__Excerpted records__:
§ §

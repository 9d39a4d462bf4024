use anyhow::{Context, Result};
use std::env;
use std::path::PathBuf;

use crate::feed::DEFAULT_FEED_URL;

const SETUP_HINT: &str = "To fix this, create ~/.config/seitai-blog/.env with:\n  \
    WORDPRESS_SITE_URL=https://example.com\n  \
    WORDPRESS_USERNAME=your_user\n  \
    WORDPRESS_APP_PASSWORD=xxxx xxxx xxxx xxxx\n  \
    ANTHROPIC_API_KEY=your_key_here   (only needed with --summarize)\n\n\
    Application passwords are created under Users → Profile in the WordPress admin.";

#[derive(Debug, Clone)]
pub struct WordPressConfig {
    pub site_url: String,
    pub username: String,
    pub app_password: String,
}

#[derive(Debug, Clone)]
pub struct Config {
    pub feed_url: String,
    pub wordpress: Option<WordPressConfig>,
    pub anthropic_api_key: Option<String>,
    pub claude_model: Option<String>,
    pub ledger_path: Option<PathBuf>,
}

impl Config {
    pub fn from_env() -> Result<Self> {
        Self::try_load_dotenv();

        Ok(Self::from_lookup(|key| env::var(key).ok()))
    }

    /// Builds the config from any key lookup; empty values count as unset.
    pub fn from_lookup<F>(lookup: F) -> Self
    where
        F: Fn(&str) -> Option<String>,
    {
        let get = |key: &str| lookup(key).filter(|v| !v.trim().is_empty());

        let wordpress = match (
            get("WORDPRESS_SITE_URL"),
            get("WORDPRESS_USERNAME"),
            get("WORDPRESS_APP_PASSWORD"),
        ) {
            (Some(site_url), Some(username), Some(app_password)) => Some(WordPressConfig {
                site_url,
                username,
                app_password,
            }),
            _ => None,
        };

        Self {
            feed_url: get("FEED_URL").unwrap_or_else(|| DEFAULT_FEED_URL.to_string()),
            wordpress,
            anthropic_api_key: get("ANTHROPIC_API_KEY"),
            claude_model: get("CLAUDE_MODEL"),
            ledger_path: get("LEDGER_PATH").map(PathBuf::from),
        }
    }

    pub fn require_wordpress(&self) -> Result<&WordPressConfig> {
        self.wordpress.as_ref().with_context(|| {
            format!(
                "WORDPRESS_SITE_URL, WORDPRESS_USERNAME and WORDPRESS_APP_PASSWORD must all be set.\n\n{}",
                SETUP_HINT
            )
        })
    }

    pub fn require_anthropic_key(&self) -> Result<&str> {
        self.anthropic_api_key.as_deref().with_context(|| {
            format!(
                "ANTHROPIC_API_KEY not found.\n\n{}\n\n\
                Get your Anthropic API key from: https://console.anthropic.com/settings/keys",
                SETUP_HINT
            )
        })
    }

    fn try_load_dotenv() {
        // 1. Current directory (for development)
        if dotenvy::dotenv().is_ok() {
            return;
        }

        // 2. ~/.config/seitai-blog/.env
        if let Some(config_dir) = dirs::config_dir() {
            let config_path = config_dir.join("seitai-blog").join(".env");
            if config_path.exists() && dotenvy::from_path(&config_path).is_ok() {
                return;
            }
        }

        // 3. ~/.env
        if let Some(home_dir) = dirs::home_dir() {
            let home_path = home_dir.join(".env");
            if home_path.exists() {
                let _ = dotenvy::from_path(&home_path);
            }
        }
    }
}
use anyhow::{Context, Result};
use async_trait::async_trait;
use feed_rs::parser;
use reqwest::Client;
use tracing::{debug, info};

use crate::models::FeedItem;

pub const DEFAULT_FEED_URL: &str = "https://tanizawaseitai.substack.com/feed";

/// Lists newsletter posts, newest first as the feed orders them.
#[async_trait]
pub trait FeedSource: Send + Sync {
    async fn fetch_items(&self) -> Result<Vec<FeedItem>>;
}

pub struct RssFeed {
    client: Client,
    url: String,
}

impl RssFeed {
    pub fn new(url: impl Into<String>) -> Result<Self> {
        let client = Client::builder()
            .timeout(std::time::Duration::from_secs(30))
            .build()
            .context("Failed to create HTTP client")?;

        Ok(Self {
            client,
            url: url.into(),
        })
    }
}

#[async_trait]
impl FeedSource for RssFeed {
    async fn fetch_items(&self) -> Result<Vec<FeedItem>> {
        let response = self
            .client
            .get(&self.url)
            .send()
            .await
            .with_context(|| format!("Failed to fetch feed {}", self.url))?;

        let status = response.status();
        if !status.is_success() {
            anyhow::bail!("Feed returned error: {}", status);
        }

        let body = response.bytes().await.context("Failed to read feed body")?;
        let items = parse_feed(&body)?;
        info!(url = %self.url, count = items.len(), "feed fetched");
        Ok(items)
    }
}

/// Entries without a link are dropped.
pub fn parse_feed(bytes: &[u8]) -> Result<Vec<FeedItem>> {
    let feed = parser::parse(bytes).context("Failed to parse feed")?;

    Ok(feed
        .entries
        .into_iter()
        .filter_map(|entry| {
            let link = entry.links.first()?.href.clone();
            let title = entry
                .title
                .map(|t| t.content)
                .unwrap_or_else(|| "Untitled".to_string());
            debug!(title = %title, link = %link, "feed entry");
            Some(FeedItem { title, link })
        })
        .collect())
}
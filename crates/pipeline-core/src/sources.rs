use anyhow::{Context, Result};
use std::fs;
use std::path::Path;
use tracing::warn;
use url::Url;

/// Where candidate posts come from.
#[derive(Debug, Clone, PartialEq, Eq)]
pub enum Source {
    /// The newsletter RSS feed
    Feed,
    /// A hand-collected list of post URLs
    Urls(Vec<String>),
}

/// One URL per line. Blank lines and `#` comments are skipped, as are
/// lines that are not absolute http(s) URLs.
pub fn parse_url_list(text: &str) -> Vec<String> {
    text.lines()
        .map(str::trim)
        .filter(|line| !line.is_empty() && !line.starts_with('#'))
        .filter_map(|line| match Url::parse(line) {
            Ok(url) if matches!(url.scheme(), "http" | "https") => Some(line.to_string()),
            _ => {
                warn!(line, "skipping invalid URL");
                None
            }
        })
        .collect()
}

pub fn load_url_list(path: &Path) -> Result<Vec<String>> {
    let text = fs::read_to_string(path)
        .with_context(|| format!("Failed to read URL list: {}", path.display()))?;
    Ok(parse_url_list(&text))
}

#[cfg(test)]
mod tests {
    use super::*;

    #[test]
    fn test_parse_url_list() {
        let text = "\
# 2024 newsletter posts
https://tanizawaseitai.substack.com/p/katakori

  https://tanizawaseitai.substack.com/p/youtsu
not a url
ftp://example.com/file
";
        assert_eq!(
            parse_url_list(text),
            vec![
                "https://tanizawaseitai.substack.com/p/katakori".to_string(),
                "https://tanizawaseitai.substack.com/p/youtsu".to_string(),
            ]
        );
    }

    #[test]
    fn test_load_url_list_missing_file() {
        let dir = tempfile::tempdir().unwrap();
        assert!(load_url_list(&dir.path().join("urls.txt")).is_err());
    }

    #[test]
    fn test_load_url_list_from_file() {
        let dir = tempfile::tempdir().unwrap();
        let path = dir.path().join("urls.txt");
        fs::write(&path, "https://x/a\nhttps://x/b\n").unwrap();
        assert_eq!(load_url_list(&path).unwrap().len(), 2);
    }
}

§ §

Pull every line containing "format" out of the entries.

            format!(
            format!(
            .with_context(|| format!("Failed to fetch feed {}", self.url))?;
        .with_context(|| format!("Failed to read URL list: {}", path.display()))?;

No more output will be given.